Personal information
- Date of birth: 10 March 1989 (age 37)
- Place of birth: Čapljina, SR Bosnia, SFR Yugoslavia
- Position: Midfielder

Senior career*
- Years: Team / Apps / (Gls)
- 2010–2011: Čapljina
- 2011–2012: GOŠK Gabela / 3 / (0)
- 2012–2013: HNK Visici
- 2013–2014: Čapljina / 14 / (5)
- 2014: Milton SC
- 2014–2015: Toronto Croatia
- 2018–2019: CSC Mississauga
- 2019: Toronto Croatia

= Pero Menalo =

Croatian footballer

Pero Menalo (born March 10, 1989) is a Croatian former footballer who played as a midfielder. He is currently the director of sports for HNK Čapljina.

== Club career ==

=== Bosnia ===
Menalo had a trial session with Zrinjski Mostar in the summer of 2010. He would play in the First League of the Federation of Bosnia and Herzegovina with HNK Čapljina for the 2010–11 season. The following season, he would play in the country's top tier, the Premier League of Bosnia and Herzegovina with GOSK Gabela. He would make his debut for the club on March 11, 2012, against Slavija Sarajevo. In total, he would appear in 3 matches.

After his brief stint in the top tier, he would play with HNK Visici in the Second League of the Federation of Bosnia and Herzegovina. In 2013, he returned to the second tier with his former club Čapljina.

=== Canada ===
In the summer of 2014, he played abroad in the Canadian Soccer League initially with Milton SC. He was transferred to league rivals Toronto Croatia before the roster freeze on September 1, 2014. In his debut season with Toronto, he finished as the club's top goal scorer with 7 goals and secured a postseason berth by finishing second in the league's first division. In the opening round of the playoffs, he contributed a goal against SC Waterloo Region, which helped the Croats advance to the next round. He would appear in the CSL Championship final against York Region Shooters, where Toronto was defeated in a penalty shootout.
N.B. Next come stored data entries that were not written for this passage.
use crate::io::{write_record, SeqFormat};

use anyhow::{Context, Result};
use rand::rngs::SmallRng;
use rand::seq::SliceRandom;
use rand::Rng;
use rand_distr::{Distribution, Poisson};
use std::io::Write;

const BASES: [u8; 4] = *b"ACGT";

pub struct NoiseOpts {
    /// Expected number of substitutions per read (Poisson mean), or the exact
    /// number when `fixed` is set.
    pub error_rate: f64,
    pub fixed: bool,
    /// Lower bound on the number of substitutions per read.
    pub min_errors: usize,
    /// Only the first `site_len` bases of a read may receive errors.
    pub site_len: usize,
}

/// Replaces a base with a uniformly chosen different base.
fn substitute(base: u8, rng: &mut SmallRng) -> u8 {
    loop {
        let candidate = *BASES.choose(rng).unwrap();
        if candidate != base {
            return candidate;
        }
    }
}

/// Uniform phred qualities in [30, 50], encoded with the usual +33 offset.
pub fn random_quality(len: usize, rng: &mut SmallRng) -> Vec<u8> {
    (0..len).map(|_| 33 + rng.gen_range(30..=50)).collect()
}

/// Injects substitution errors into a sequence in place, returning the number
/// of substitutions made. The error count is drawn from the supplied RNG;
/// callers seed it explicitly for reproducible datasets.
pub fn inject_errors(seq: &mut [u8], rng: &mut SmallRng, opts: &NoiseOpts) -> Result<usize> {
    let window = seq.len().min(opts.site_len);

    let mut n_errors = if opts.fixed || opts.error_rate == 0.0 {
        opts.error_rate.round() as usize
    } else {
        let poisson = Poisson::new(opts.error_rate)
            .ok()
            .context("error rate must be positive and finite")?;
        poisson.sample(rng) as usize
    };

    n_errors = n_errors.max(opts.min_errors).min(window);

    for pos in rand::seq::index::sample(rng, window, n_errors) {
        seq[pos] = substitute(seq[pos], rng);
    }

    Ok(n_errors)
}

/// Copies a read file while injecting substitution errors into every record.
/// FASTQ output gets fresh random qualities; any original qualities are
/// dropped, matching how the simulated datasets are built.
pub fn noise_file(
    input: &str,
    writer: &mut impl Write,
    out_format: SeqFormat,
    rng: &mut SmallRng,
    opts: &NoiseOpts,
) -> Result<()> {
    let mut reader = needletail::parse_fastx_file(input)
        .with_context(|| format!("Unable to open reads file {input}"))?;

    let mut n_reads = 0usize;
    let mut n_errors = 0usize;

    while let Some(rec) = reader.next() {
        let rec = rec?;
        let id = String::from_utf8_lossy(rec.id()).to_string();
        let mut seq = rec.seq().into_owned();

        n_errors += inject_errors(&mut seq, rng, opts)?;

        match out_format {
            SeqFormat::Fasta => write_record(writer, &id, &seq, None, out_format)?,
            SeqFormat::Fastq => {
                let qual = random_quality(seq.len(), rng);
                write_record(writer, &id, &seq, Some(&qual), out_format)?;
            }
        }
        n_reads += 1;
    }

    info!("Injected {n_errors} substitutions across {n_reads} reads");
    Ok(())
}

#[cfg(test)]
mod tests {
    use super::*;
    use rand::SeedableRng;

    fn fixed_opts(n: f64) -> NoiseOpts {
        NoiseOpts {
            error_rate: n,
            fixed: true,
            min_errors: 0,
            site_len: usize::MAX,
        }
    }

    fn hamming(a: &[u8], b: &[u8]) -> usize {
        a.iter().zip(b).filter(|(x, y)| x != y).count()
    }

    #[test]
    fn fixed_mode_makes_exactly_n_substitutions() {
        let original = b"ACGTACGTACGTACGTACGT".to_vec();
        let mut rng = SmallRng::seed_from_u64(7);

        let mut seq = original.clone();
        let n = inject_errors(&mut seq, &mut rng, &fixed_opts(3.0)).unwrap();
        assert_eq!(n, 3);
        assert_eq!(seq.len(), original.len());
        assert_eq!(hamming(&original, &seq), 3);
        assert!(seq.iter().all(|b| matches!(b, b'A' | b'C' | b'G' | b'T')));
    }

    #[test]
    fn zero_rate_leaves_the_read_untouched() {
        let original = b"ACGTACGT".to_vec();
        let mut rng = SmallRng::seed_from_u64(1);

        let mut seq = original.clone();
        let opts = NoiseOpts {
            error_rate: 0.0,
            fixed: false,
            min_errors: 0,
            site_len: usize::MAX,
        };
        assert_eq!(inject_errors(&mut seq, &mut rng, &opts).unwrap(), 0);
        assert_eq!(seq, original);
    }

    #[test]
    fn min_errors_is_a_lower_bound() {
        let mut rng = SmallRng::seed_from_u64(2);
        let mut seq = b"ACGTACGTACGT".to_vec();
        let opts = NoiseOpts {
            error_rate: 0.0,
            fixed: true,
            min_errors: 2,
            site_len: usize::MAX,
        };
        assert_eq!(inject_errors(&mut seq, &mut rng, &opts).unwrap(), 2);
    }

    #[test]
    fn errors_stay_within_the_site_window() {
        let original = b"AAAAAAAAAAAAAAAAAAAA".to_vec();
        let mut rng = SmallRng::seed_from_u64(3);

        let mut seq = original.clone();
        let opts = NoiseOpts {
            error_rate: 4.0,
            fixed: true,
            min_errors: 0,
            site_len: 5,
        };
        inject_errors(&mut seq, &mut rng, &opts).unwrap();
        assert_eq!(&seq[5..], &original[5..]);
        assert_eq!(hamming(&original[..5], &seq[..5]), 4);
    }

    #[test]
    fn error_count_is_capped_by_the_window() {
        let mut rng = SmallRng::seed_from_u64(4);
        let mut seq = b"ACG".to_vec();
        let n = inject_errors(&mut seq, &mut rng, &fixed_opts(10.0)).unwrap();
        assert_eq!(n, 3);
    }

    #[test]
    fn seeded_runs_are_reproducible() {
        let opts = NoiseOpts {
            error_rate: 2.0,
            fixed: false,
            min_errors: 0,
            site_len: usize::MAX,
        };

        let run = || {
            let mut rng = SmallRng::seed_from_u64(42);
            let mut seq = b"ACGTACGTACGTACGTACGTACGTACGT".to_vec();
            inject_errors(&mut seq, &mut rng, &opts).unwrap();
            seq
        };

        assert_eq!(run(), run());
    }

    #[test]
    fn quality_strings_are_in_range() {
        let mut rng = SmallRng::seed_from_u64(5);
        let qual = random_quality(100, &mut rng);
        assert_eq!(qual.len(), 100);
        assert!(qual.iter().all(|&q| (33 + 30..=33 + 50).contains(&q)));
    }
}
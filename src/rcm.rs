use anyhow::{Context, Result};
use serde::{Deserialize, Serialize};
use std::io::Write;

/// One row of an RCM (read-cluster map) file: a read identifier and the
/// cluster it was assigned to by the reconstruction step.
#[derive(Debug, Clone, PartialEq, Eq, Serialize, Deserialize)]
pub struct RcmEntry {
    pub id: String,
    pub clique: i64,
}

/// Reads an RCM file into its entries, preserving file order.
///
/// The format is `READ_ID<TAB>CLUSTER` with no header row. Any malformed row
/// is a fatal error; there is no best-effort recovery.
pub fn read_rcm(path: &str) -> Result<Vec<RcmEntry>> {
    let mut rdr = csv::ReaderBuilder::new()
        .delimiter(b'\t')
        .has_headers(false)
        .from_path(path)
        .with_context(|| format!("Unable to open RCM file {path}"))?;

    let mut entries = Vec::new();
    for (row, record) in rdr.deserialize().enumerate() {
        let entry: RcmEntry =
            record.with_context(|| format!("Malformed RCM row {}", row + 1))?;
        entries.push(entry);
    }

    Ok(entries)
}

/// Writes entries as an RCM file.
pub fn write_rcm<'a, W: Write>(
    writer: W,
    entries: impl IntoIterator<Item = &'a RcmEntry>,
) -> Result<()> {
    let mut wtr = csv::WriterBuilder::new()
        .delimiter(b'\t')
        .has_headers(false)
        .from_writer(writer);

    for entry in entries {
        wtr.serialize(entry)?;
    }

    wtr.flush()?;
    Ok(())
}

#[cfg(test)]
mod tests {
    use super::*;
    use std::io::Write;

    #[test]
    fn roundtrip() {
        let entries = vec![
            RcmEntry { id: "read_1".to_string(), clique: 1 },
            RcmEntry { id: "read_2".to_string(), clique: 17 },
        ];

        let mut buf = Vec::new();
        write_rcm(&mut buf, &entries).unwrap();
        assert_eq!(String::from_utf8(buf.clone()).unwrap(), "read_1\t1\nread_2\t17\n");

        let mut file = tempfile::NamedTempFile::new().unwrap();
        file.write_all(&buf).unwrap();
        let read_back = read_rcm(file.path().to_str().unwrap()).unwrap();
        assert_eq!(read_back, entries);
    }

    #[test]
    fn malformed_row_is_fatal() {
        let mut file = tempfile::NamedTempFile::new().unwrap();
        writeln!(file, "read_1\tnot_a_number").unwrap();

        let err = read_rcm(file.path().to_str().unwrap()).unwrap_err();
        assert!(err.to_string().contains("Malformed RCM row 1"));
    }
}
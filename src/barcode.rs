use regex::Regex;
use thiserror::Error;

/// Preset barcode formats for common read header styles.
#[derive(clap::ValueEnum, Clone)]
pub enum PresetBarcodeFormats {
    /// `UMI:<barcode>` marker anywhere in the header, as written by the
    /// barcoded-read preprocessing tools.
    Umi,

    /// `_<barcode>` at the end of the header, as produced by `umi-tools extract`.
    UnderscoreTail,

    /// `:<barcode>` at the end of the header, as produced by bcl2fastq.
    ColonTail,
}

/// Returns the regular expression string for a barcode preset. The barcode is
/// the first capture group.
pub fn get_barcode_regex(preset: &PresetBarcodeFormats) -> String {
    match preset {
        PresetBarcodeFormats::Umi => String::from(r"UMI:([ACGTN]+)"),
        PresetBarcodeFormats::UnderscoreTail => String::from(r"_([ACGT]+)$"),
        PresetBarcodeFormats::ColonTail => String::from(r":([ACGT]+)$"),
    }
}

#[derive(Error, Debug)]
pub enum BarcodeErr {
    #[error(
        "no barcode produced for read
    `{id}`
with capture group
    {re:?}
suggestion: pass --barcode-regex with a pattern matching your header format"
    )]
    NoMatch { id: String, re: Regex },
}

/// Derives a grouping barcode from a read identifier. Any deterministic
/// extraction works for grouping; this one takes the first capture group of a
/// regex (or the whole match, for patterns without groups).
pub struct BarcodeExtractor {
    re: Regex,
}

impl BarcodeExtractor {
    pub fn new(pattern: &str) -> anyhow::Result<Self> {
        Ok(BarcodeExtractor {
            re: Regex::new(pattern)?,
        })
    }

    pub fn extract(&self, id: &str) -> Result<String, BarcodeErr> {
        let captures = self.re.captures(id).ok_or_else(|| BarcodeErr::NoMatch {
            id: id.to_string(),
            re: self.re.clone(),
        })?;

        let matched = match captures.get(1) {
            Some(group) => group.as_str(),
            None => &captures[0],
        };

        Ok(matched.to_string())
    }
}

#[cfg(test)]
mod tests {
    use super::*;

    #[test]
    fn umi_preset_extracts_marker() {
        let extractor =
            BarcodeExtractor::new(&get_barcode_regex(&PresetBarcodeFormats::Umi)).unwrap();
        assert_eq!(
            extractor.extract("read_1_UMI:ACGTACGT").unwrap(),
            "ACGTACGT"
        );
    }

    #[test]
    fn tail_presets_anchor_to_end() {
        let extractor =
            BarcodeExtractor::new(&get_barcode_regex(&PresetBarcodeFormats::UnderscoreTail))
                .unwrap();
        assert_eq!(extractor.extract("read_1_AATT").unwrap(), "AATT");

        let extractor =
            BarcodeExtractor::new(&get_barcode_regex(&PresetBarcodeFormats::ColonTail)).unwrap();
        assert_eq!(extractor.extract("machine:17:GGCC").unwrap(), "GGCC");
    }

    #[test]
    fn non_matching_header_is_an_error() {
        let extractor =
            BarcodeExtractor::new(&get_barcode_regex(&PresetBarcodeFormats::Umi)).unwrap();
        let err = extractor.extract("read_without_barcode").unwrap_err();
        assert!(err.to_string().contains("read_without_barcode"));
    }

    #[test]
    fn extraction_is_deterministic() {
        let extractor = BarcodeExtractor::new(r"UMI:([ACGTN]+)").unwrap();
        let a = extractor.extract("r_UMI:ACGT").unwrap();
        let b = extractor.extract("r_UMI:ACGT").unwrap();
        assert_eq!(a, b);
    }
}
use anyhow::{bail, Context, Result};
use std::fs::File;
use std::io::{stdout, BufWriter, Write};
use std::path::Path;

/// Creates a `BufWriter` for the given output option. This allows for an
/// output file to be passed or otherwise will default to standard output.
pub fn get_writer(output: &Option<String>) -> Result<impl Write> {
    let writer = BufWriter::new(match output {
        Some(ref x) => {
            let file = File::create(Path::new(x))
                .with_context(|| format!("Unable to create output file {x}"))?;
            Box::new(file) as Box<dyn Write + Send>
        }
        None => Box::new(stdout()) as Box<dyn Write + Send>,
    });
    Ok(writer)
}

#[derive(Debug, Clone, Copy, PartialEq, Eq)]
pub enum SeqFormat {
    Fasta,
    Fastq,
}

/// Determines the sequence output format from a file extension.
pub fn format_from_path(path: &str) -> Result<SeqFormat> {
    match Path::new(path).extension().and_then(|e| e.to_str()) {
        Some("fa") | Some("fasta") => Ok(SeqFormat::Fasta),
        Some("fq") | Some("fastq") => Ok(SeqFormat::Fastq),
        _ => bail!(
            "cannot determine the sequence format of `{path}`: \
             expected a .fa/.fasta or .fq/.fastq extension"
        ),
    }
}

/// Writes one record in the requested format. FASTQ output requires quality
/// scores of the same length as the sequence.
pub fn write_record(
    writer: &mut impl Write,
    id: &str,
    seq: &[u8],
    qual: Option<&[u8]>,
    format: SeqFormat,
) -> Result<()> {
    match format {
        SeqFormat::Fasta => {
            writeln!(writer, ">{id}")?;
            writer.write_all(seq)?;
            writeln!(writer)?;
        }
        SeqFormat::Fastq => {
            let qual = qual.context("FASTQ output requires quality scores")?;
            writeln!(writer, "@{id}")?;
            writer.write_all(seq)?;
            writeln!(writer, "\n+")?;
            writer.write_all(qual)?;
            writeln!(writer)?;
        }
    }
    Ok(())
}
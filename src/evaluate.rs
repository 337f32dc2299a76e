use crate::barcode::BarcodeExtractor;
use crate::consensus::consensus;
use crate::rcm::read_rcm;
use crate::stats::AbundanceSummary;

use anyhow::{bail, Context, Result};
use bio::alignment::distance::levenshtein;
use indexmap::IndexMap;
use itertools::Itertools;
use serde::Serialize;
use std::io::Write;
use thiserror::Error;

pub struct EvaluateOpts {
    /// Inclusive agreement-rate threshold for a "good" barcode.
    pub rate: f64,
    /// Print each barcode with its members' distances to the group consensus.
    pub distances: bool,
    /// Emit the report as JSON instead of text.
    pub json: bool,
}

#[derive(Error, Debug)]
pub enum EvaluateErr {
    #[error(
        "identifier mismatch at record {pos}:
  RCM file:   `{rcm_id}`
  reads file: `{read_id}`
the RCM and reads files must list the same reads in the same order"
    )]
    IdMismatch {
        pos: usize,
        rcm_id: String,
        read_id: String,
    },

    #[error("read count mismatch: the RCM file has {rcm} entries but the reads file has {reads} records")]
    CountMismatch { rcm: usize, reads: usize },

    #[error("invalid symbol `{symbol}` in read `{id}`: sequences must be over A/C/G/T")]
    InvalidSymbol { id: String, symbol: char },
}

#[derive(Debug, Serialize)]
pub struct PartitionReport {
    pub barcodes: usize,
    pub abundance: Option<AbundanceSummary>,
}

#[derive(Debug, Serialize)]
pub struct EvaluationReport {
    pub rate_threshold: f64,
    pub total_reads: usize,
    pub total_barcodes: usize,
    pub good: PartitionReport,
    pub bad: PartitionReport,
}

/// Reads sharing one barcode, and the cluster each was assigned to. Groups
/// are built only from observed reads and are therefore never empty.
struct BarcodeGroup {
    members: Vec<usize>,
    cliques: Vec<i64>,
}

/// The most frequent cluster label and its count. Ties go to the first label
/// reaching the maximum count in first-seen order.
fn majority(cliques: &[i64]) -> (i64, usize) {
    assert!(!cliques.is_empty(), "barcode group without reads");

    let mut counts: IndexMap<i64, usize> = IndexMap::new();
    for &clique in cliques {
        *counts.entry(clique).or_insert(0) += 1;
    }

    let mut best = (cliques[0], 0);
    for (&label, &count) in &counts {
        if count > best.1 {
            best = (label, count);
        }
    }
    best
}

/// Fraction of a group's reads assigned to the group's majority cluster.
pub fn agreement_rate(cliques: &[i64]) -> f64 {
    let (_, count) = majority(cliques);
    count as f64 / cliques.len() as f64
}

/// Levenshtein distance from each read's full, untruncated sequence to the
/// group consensus, in member order.
pub fn distances_to_consensus(seqs: &[&[u8]], cons: &[u8]) -> Vec<u32> {
    seqs.iter().map(|s| levenshtein(s, cons)).collect()
}

/// Loads the RCM entries and the companion reads file, checking that the two
/// sources enumerate the same identifiers in the same order. Sequences are
/// upper-cased; a symbol outside A/C/G/T is fatal.
fn load_correlated(rcm_path: &str, reads_path: &str) -> Result<(Vec<crate::rcm::RcmEntry>, Vec<Vec<u8>>)> {
    let entries = read_rcm(rcm_path)?;
    info!("Read {} RCM entries from {rcm_path}", entries.len());

    let mut reader = needletail::parse_fastx_file(reads_path)
        .with_context(|| format!("Unable to open reads file {reads_path}"))?;

    let mut seqs: Vec<Vec<u8>> = Vec::with_capacity(entries.len());
    while let Some(rec) = reader.next() {
        let rec = rec?;
        let id = String::from_utf8_lossy(rec.id()).to_string();
        let pos = seqs.len();

        let Some(entry) = entries.get(pos) else {
            bail!(EvaluateErr::CountMismatch {
                rcm: entries.len(),
                reads: pos + 1,
            });
        };
        if entry.id != id {
            bail!(EvaluateErr::IdMismatch {
                pos: pos + 1,
                rcm_id: entry.id.clone(),
                read_id: id,
            });
        }

        let seq = rec.seq().to_ascii_uppercase();
        if let Some(&symbol) = seq.iter().find(|b| !matches!(b, b'A' | b'C' | b'G' | b'T')) {
            bail!(EvaluateErr::InvalidSymbol {
                id,
                symbol: symbol as char,
            });
        }
        seqs.push(seq);
    }

    if seqs.len() != entries.len() {
        bail!(EvaluateErr::CountMismatch {
            rcm: entries.len(),
            reads: seqs.len(),
        });
    }

    Ok((entries, seqs))
}

/// Evaluates a clustering against barcode groups: reads are grouped by the
/// extracted barcode, each group's agreement rate is compared against the
/// threshold, and per-partition abundance statistics are written out.
pub fn evaluate(
    rcm_path: &str,
    reads_path: &str,
    extractor: &BarcodeExtractor,
    opts: &EvaluateOpts,
    writer: &mut impl Write,
) -> Result<EvaluationReport> {
    let (entries, seqs) = load_correlated(rcm_path, reads_path)?;

    // group by barcode, preserving first-seen order
    let mut groups: IndexMap<String, BarcodeGroup> = IndexMap::new();
    for (i, entry) in entries.iter().enumerate() {
        let barcode = extractor.extract(&entry.id)?;
        let group = groups.entry(barcode).or_insert_with(|| BarcodeGroup {
            members: Vec::new(),
            cliques: Vec::new(),
        });
        group.members.push(i);
        group.cliques.push(entry.clique);
    }
    info!("Grouped {} reads into {} barcodes", seqs.len(), groups.len());

    if opts.distances {
        for (barcode, group) in &groups {
            let member_seqs: Vec<&[u8]> =
                group.members.iter().map(|&i| seqs[i].as_slice()).collect();

            // a group with no usable sequence has nothing to compare against
            let Some(cons) = consensus(&member_seqs) else {
                continue;
            };

            let dists = distances_to_consensus(&member_seqs, &cons);
            writeln!(writer, "{}\t{}", barcode, dists.iter().join(" "))?;
        }
    }

    let mut good = Vec::new();
    let mut bad = Vec::new();
    for group in groups.values() {
        let rate = agreement_rate(&group.cliques);
        if rate >= opts.rate {
            good.push(group.members.len());
        } else {
            bad.push(group.members.len());
        }
    }

    let report = EvaluationReport {
        rate_threshold: opts.rate,
        total_reads: seqs.len(),
        total_barcodes: groups.len(),
        good: PartitionReport {
            barcodes: good.len(),
            abundance: AbundanceSummary::from_counts(&good),
        },
        bad: PartitionReport {
            barcodes: bad.len(),
            abundance: AbundanceSummary::from_counts(&bad),
        },
    };

    if opts.json {
        serde_json::to_writer_pretty(&mut *writer, &report)?;
        writeln!(writer)?;
    } else {
        write_text_report(writer, &report)?;
    }

    Ok(report)
}

fn write_text_report(writer: &mut impl Write, report: &EvaluationReport) -> Result<()> {
    for (label, partition) in [("Good", &report.good), ("Bad", &report.bad)] {
        writeln!(writer, "{} barcodes: {}", label, partition.barcodes)?;
        match &partition.abundance {
            Some(summary) => writeln!(writer, "{summary}")?,
            None => writeln!(writer, "no barcodes")?,
        }
    }
    Ok(())
}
Menalo would re-sign with Toronto for the 2015 season. He assisted the Croats in securing a playoff spot by finishing as runners-up in the league's top division. He would make his second championship final appearance against Waterloo, where Toronto successfully secured the title.

In 2018, he would sign with the expansion franchise CSC Mississauga. He returned to Mississauga for the 2019 season. Menalo would assist Mississauga in securing a playoff berth by finishing seventh in the division. Mississauga would be eliminated from the playoff competition in the opening round by Scarborough SC.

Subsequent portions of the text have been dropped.